# my first rescue



## blizzy (Oct 27, 2008)

I rescued my first cat when I was 5 yrs old. I found her behind our garage and she was about 6 weeks old. She was dirty and wet and looked awful. I named her "Tuffy". As my dad forbid pets, I hid her in the garage and snuck food and milk out to her. After a couple of weeks my mom found out but did not tell dad. Over the next few months , dad of course found out and relented as long as we kept "that **** cat" out of the house. It did not take long before that rule got broken and dad accepted her. I knew she was an official member of the family when early one morning I saw my dad feeding "that **** cat" some "snacks" while he was packing his lunch. She was inside most of the time but was usually outside at night by her choice. She learned how to climb the trellis ouside the front door and sleep on the porch roof. One night when Tuffy was about 5 yrs old my mom was woke by a terrible cat fight and commotion outside the front of the house. There was blood and fur all over the front step.

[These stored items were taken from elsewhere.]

//! Input utilities for Android device text input.

use base64::{engine::general_purpose::STANDARD, Engine};

use super::connection::{run_adb, AdbError};

const ADB_KEYBOARD_IME: &str = "com.android.adbkeyboard/.AdbIME";

/// Type text into the currently focused input field using ADB Keyboard.
///
/// # Note
/// Requires ADB Keyboard to be installed on the device.
/// See: https://github.com/senzhk/ADBKeyBoard
pub fn type_text(text: &str, device_id: Option<&str>) -> Result<(), AdbError> {
    let encoded_text = STANDARD.encode(text.as_bytes());
    run_adb(
        device_id,
        &[
            "shell",
            "am",
            "broadcast",
            "-a",
            "ADB_INPUT_B64",
            "--es",
            "msg",
            &encoded_text,
        ],
    )?;
    Ok(())
}

/// Clear text in the currently focused input field.
pub fn clear_text(device_id: Option<&str>) -> Result<(), AdbError> {
    run_adb(device_id, &["shell", "am", "broadcast", "-a", "ADB_CLEAR_TEXT"])?;
    Ok(())
}

/// Detect current keyboard and switch to ADB Keyboard if needed.
///
/// # Returns
/// The original keyboard IME identifier for later restoration.
pub fn detect_and_set_adb_keyboard(device_id: Option<&str>) -> Result<String, AdbError> {
    let current_ime = run_adb(
        device_id,
        &["shell", "settings", "get", "secure", "default_input_method"],
    )?
    .trim()
    .to_string();

    if !current_ime.contains(ADB_KEYBOARD_IME) {
        run_adb(device_id, &["shell", "ime", "set", ADB_KEYBOARD_IME])?;
    }

    // Warm up the keyboard
    type_text("", device_id)?;

    Ok(current_ime)
}

/// Restore the original keyboard IME.
pub fn restore_keyboard(ime: &str, device_id: Option<&str>) -> Result<(), AdbError> {
    if ime.is_empty() || ime.contains(ADB_KEYBOARD_IME) {
        return Ok(());
    }
    run_adb(device_id, &["shell", "ime", "set", ime])?;
    Ok(())
}
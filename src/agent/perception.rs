//! Environment perception: turn a borrowed UI tree into a [`Snapshot`].

use thiserror::Error;

use super::snapshot::{Snapshot, UiElement};
use super::tree::UiNode;

/// Default upper bound on visited nodes per analysis.
pub const DEFAULT_MAX_NODES: usize = 10_000;

/// Perception errors. Never surfaced past [`EnvironmentPerception::analyze`].
#[derive(Error, Debug, Clone, PartialEq, Eq)]
pub enum PerceptionError {
    #[error("UI tree exceeds {0} nodes")]
    TreeTooLarge(usize),
}

/// Extracts interactive elements from a UI tree.
#[derive(Debug, Clone)]
pub struct EnvironmentPerception {
    max_nodes: usize,
}

impl Default for EnvironmentPerception {
    fn default() -> Self {
        Self::new(DEFAULT_MAX_NODES)
    }
}

impl EnvironmentPerception {
    pub fn new(max_nodes: usize) -> Self {
        Self { max_nodes }
    }

    /// Analyze the tree under `root`.
    ///
    /// A missing root or a malformed tree degrades to an empty snapshot.
    /// The root is only borrowed for the duration of this call.
    pub fn analyze<N: UiNode>(&self, root: Option<&N>) -> Snapshot {
        let Some(root) = root else {
            tracing::debug!("No root node, empty snapshot");
            return Snapshot::empty();
        };

        match self.extract_elements(root) {
            Ok(elements) => {
                tracing::debug!("Perceived {} interactive elements", elements.len());
                Snapshot::new(elements)
            }
            Err(e) => {
                tracing::warn!("Perception failed, using empty snapshot: {}", e);
                Snapshot::empty()
            }
        }
    }

    /// Depth-first, pre-order walk. Children are visited whether or not their
    /// parent is interactive.
    fn extract_elements<N: UiNode>(&self, root: &N) -> Result<Vec<UiElement>, PerceptionError> {
        let mut elements = Vec::new();
        let mut stack = vec![root];
        let mut visited = 0usize;

        while let Some(node) = stack.pop() {
            visited += 1;
            if visited > self.max_nodes {
                return Err(PerceptionError::TreeTooLarge(self.max_nodes));
            }

            if node.is_clickable() || node.is_editable() {
                elements.push(UiElement {
                    identifier: node.resource_id().map(|s| s.to_string()),
                    text: node.text().unwrap_or_default().to_string(),
                    element_class: node.class_name().unwrap_or_default().to_string(),
                    bounds: node.bounds(),
                    clickable: node.is_clickable(),
                    editable: node.is_editable(),
                });
            }

            // Reverse push keeps the first child on top of the stack.
            for index in (0..node.child_count()).rev() {
                if let Some(child) = node.child(index) {
                    stack.push(child);
                }
            }
        }

        Ok(elements)
    }
}

#[cfg(test)]
mod tests {
    use super::*;
    use crate::agent::tree::UiTreeNode;

    fn sample_tree() -> UiTreeNode {
        UiTreeNode::new("android.widget.FrameLayout").with_children([
            UiTreeNode::new("android.widget.LinearLayout")
                .with_child(UiTreeNode::edit_text("search_box"))
                .with_child(UiTreeNode::new("android.widget.TextView").with_text("label")),
            UiTreeNode::new("android.widget.LinearLayout")
                .clickable()
                .with_child(UiTreeNode::button("go_button", "Go")),
        ])
    }

    #[test]
    fn test_missing_root_is_empty() {
        let perception = EnvironmentPerception::default();
        assert!(perception.analyze::<UiTreeNode>(None).is_empty());
    }

    #[test]
    fn test_no_interactive_nodes() {
        let tree = UiTreeNode::new("android.widget.FrameLayout")
            .with_child(UiTreeNode::new("android.widget.TextView").with_text("hello"));
        let snapshot = EnvironmentPerception::default().analyze(Some(&tree));
        assert!(snapshot.is_empty());
    }

    #[test]
    fn test_preorder_traversal() {
        let tree = sample_tree();
        let snapshot = EnvironmentPerception::default().analyze(Some(&tree));

        let ids: Vec<Option<&str>> = snapshot
            .elements()
            .iter()
            .map(|e| e.identifier.as_deref())
            .collect();
        // The clickable container comes before its own child.
        assert_eq!(ids, vec![Some("search_box"), None, Some("go_button")]);
        assert!(snapshot.elements()[0].editable);
        assert_eq!(snapshot.elements()[0].text, "");
        assert_eq!(snapshot.elements()[2].text, "Go");
    }

    #[test]
    fn test_traversal_is_deterministic() {
        let tree = sample_tree();
        let perception = EnvironmentPerception::default();
        assert_eq!(perception.analyze(Some(&tree)), perception.analyze(Some(&tree)));
    }

    #[test]
    fn test_oversized_tree_degrades_to_empty() {
        let tree = sample_tree();
        let perception = EnvironmentPerception::new(3);
        assert!(perception.analyze(Some(&tree)).is_empty());
    }
}
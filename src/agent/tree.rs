//! UI tree abstraction consumed by environment perception.
//!
//! Platform tree sources (accessibility services, `uiautomator` dumps, JSON
//! fixtures) expose their nodes through the [`UiNode`] trait. Perception only
//! ever borrows a root for the duration of one `analyze` call.

use serde::{Deserialize, Serialize};

/// Axis-aligned rectangle in screen coordinates.
#[derive(Debug, Clone, Copy, PartialEq, Eq, Default, Serialize, Deserialize)]
pub struct Bounds {
    pub left: i32,
    pub top: i32,
    pub right: i32,
    pub bottom: i32,
}

impl Bounds {
    /// Create bounds from edges.
    pub fn new(left: i32, top: i32, right: i32, bottom: i32) -> Self {
        Self {
            left,
            top,
            right,
            bottom,
        }
    }

    pub fn width(&self) -> i32 {
        self.right - self.left
    }

    pub fn height(&self) -> i32 {
        self.bottom - self.top
    }

    /// Center point, used as the tap target.
    pub fn center(&self) -> (i32, i32) {
        (
            self.left + self.width() / 2,
            self.top + self.height() / 2,
        )
    }

    /// Whether the rectangle has no area (or is inverted).
    pub fn is_empty(&self) -> bool {
        self.width() <= 0 || self.height() <= 0
    }
}

/// Read-only view of one node of a platform UI tree.
///
/// Every accessor mirrors what a platform may legitimately leave unset:
/// identifiers, text and class names can all be missing, and a child slot
/// may be empty even when `child_count` counts it.
pub trait UiNode {
    fn resource_id(&self) -> Option<&str>;
    fn text(&self) -> Option<&str>;
    fn class_name(&self) -> Option<&str>;
    fn bounds(&self) -> Bounds;
    fn is_clickable(&self) -> bool;
    fn is_editable(&self) -> bool;
    fn child_count(&self) -> usize;
    fn child(&self, index: usize) -> Option<&Self>;
}

/// Owned UI tree node.
///
/// Produced by the ADB hierarchy parser and deserializable from JSON, so an
/// event can carry a fully materialized tree instead of a platform handle.
#[derive(Debug, Clone, Default, PartialEq, Serialize, Deserialize)]
#[serde(default)]
pub struct UiTreeNode {
    pub resource_id: Option<String>,
    pub text: Option<String>,
    pub class_name: Option<String>,
    pub bounds: Bounds,
    pub clickable: bool,
    pub editable: bool,
    pub children: Vec<UiTreeNode>,
}

impl UiTreeNode {
    /// Create a non-interactive node of the given class.
    pub fn new(class_name: impl Into<String>) -> Self {
        Self {
            class_name: Some(class_name.into()),
            ..Default::default()
        }
    }

    /// Clickable button-like node.
    pub fn button(resource_id: impl Into<String>, text: impl Into<String>) -> Self {
        Self::new("android.widget.Button")
            .with_resource_id(resource_id)
            .with_text(text)
            .clickable()
    }

    /// Editable text field node.
    pub fn edit_text(resource_id: impl Into<String>) -> Self {
        Self::new("android.widget.EditText")
            .with_resource_id(resource_id)
            .editable()
    }

    pub fn with_resource_id(mut self, resource_id: impl Into<String>) -> Self {
        self.resource_id = Some(resource_id.into());
        self
    }

    pub fn with_text(mut self, text: impl Into<String>) -> Self {
        self.text = Some(text.into());
        self
    }

    pub fn with_bounds(mut self, bounds: Bounds) -> Self {
        self.bounds = bounds;
        self
    }

    pub fn clickable(mut self) -> Self {
        self.clickable = true;
        self
    }

    pub fn editable(mut self) -> Self {
        self.editable = true;
        self
    }

    pub fn with_child(mut self, child: UiTreeNode) -> Self {
        self.children.push(child);
        self
    }

    pub fn with_children(mut self, children: impl IntoIterator<Item = UiTreeNode>) -> Self {
        self.children.extend(children);
        self
    }

    /// Total number of nodes in this subtree, including `self`.
    pub fn node_count(&self) -> usize {
        1 + self.children.iter().map(UiTreeNode::node_count).sum::<usize>()
    }
}

impl UiNode for UiTreeNode {
    fn resource_id(&self) -> Option<&str> {
        self.resource_id.as_deref()
    }

    fn text(&self) -> Option<&str> {
        self.text.as_deref()
    }

    fn class_name(&self) -> Option<&str> {
        self.class_name.as_deref()
    }

    fn bounds(&self) -> Bounds {
        self.bounds
    }

    fn is_clickable(&self) -> bool {
        self.clickable
    }

    fn is_editable(&self) -> bool {
        self.editable
    }

    fn child_count(&self) -> usize {
        self.children.len()
    }

    fn child(&self, index: usize) -> Option<&Self> {
        self.children.get(index)
    }
}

The next morning Tuffy was missing. We looked and looked and called her name but could not find her. One afternoon about 5 weeks later my mom was talking to the neighbor lady who was out hanging clothes on her clothesline. She asked if we ever found our cat. Mom replied that we had not and had given up hope of ever finding her alive. Just then mom looked across the yard and there was Tuffy trotting across the yard toward her !
She had a nasty bump on her head with a big scab and another nasty scab on her neck. She was very thin and weak. Within a few weeks she was her usual beautiful self. She lived to be 17 years old.


----------



## katlover13 (Apr 15, 2008)

What a beautiful story! Tuffy was a lucky cat that you found her. Isn't it amazing how the right cat can wiggle right into peoples hearts! I'm glad your dad accepted her and she lived to be a loved old kitty.


----------



## seashell (Dec 5, 2003)

What a lovely story. I'm so glad Tuffy found her way into your Dad's heart.

seashell


----------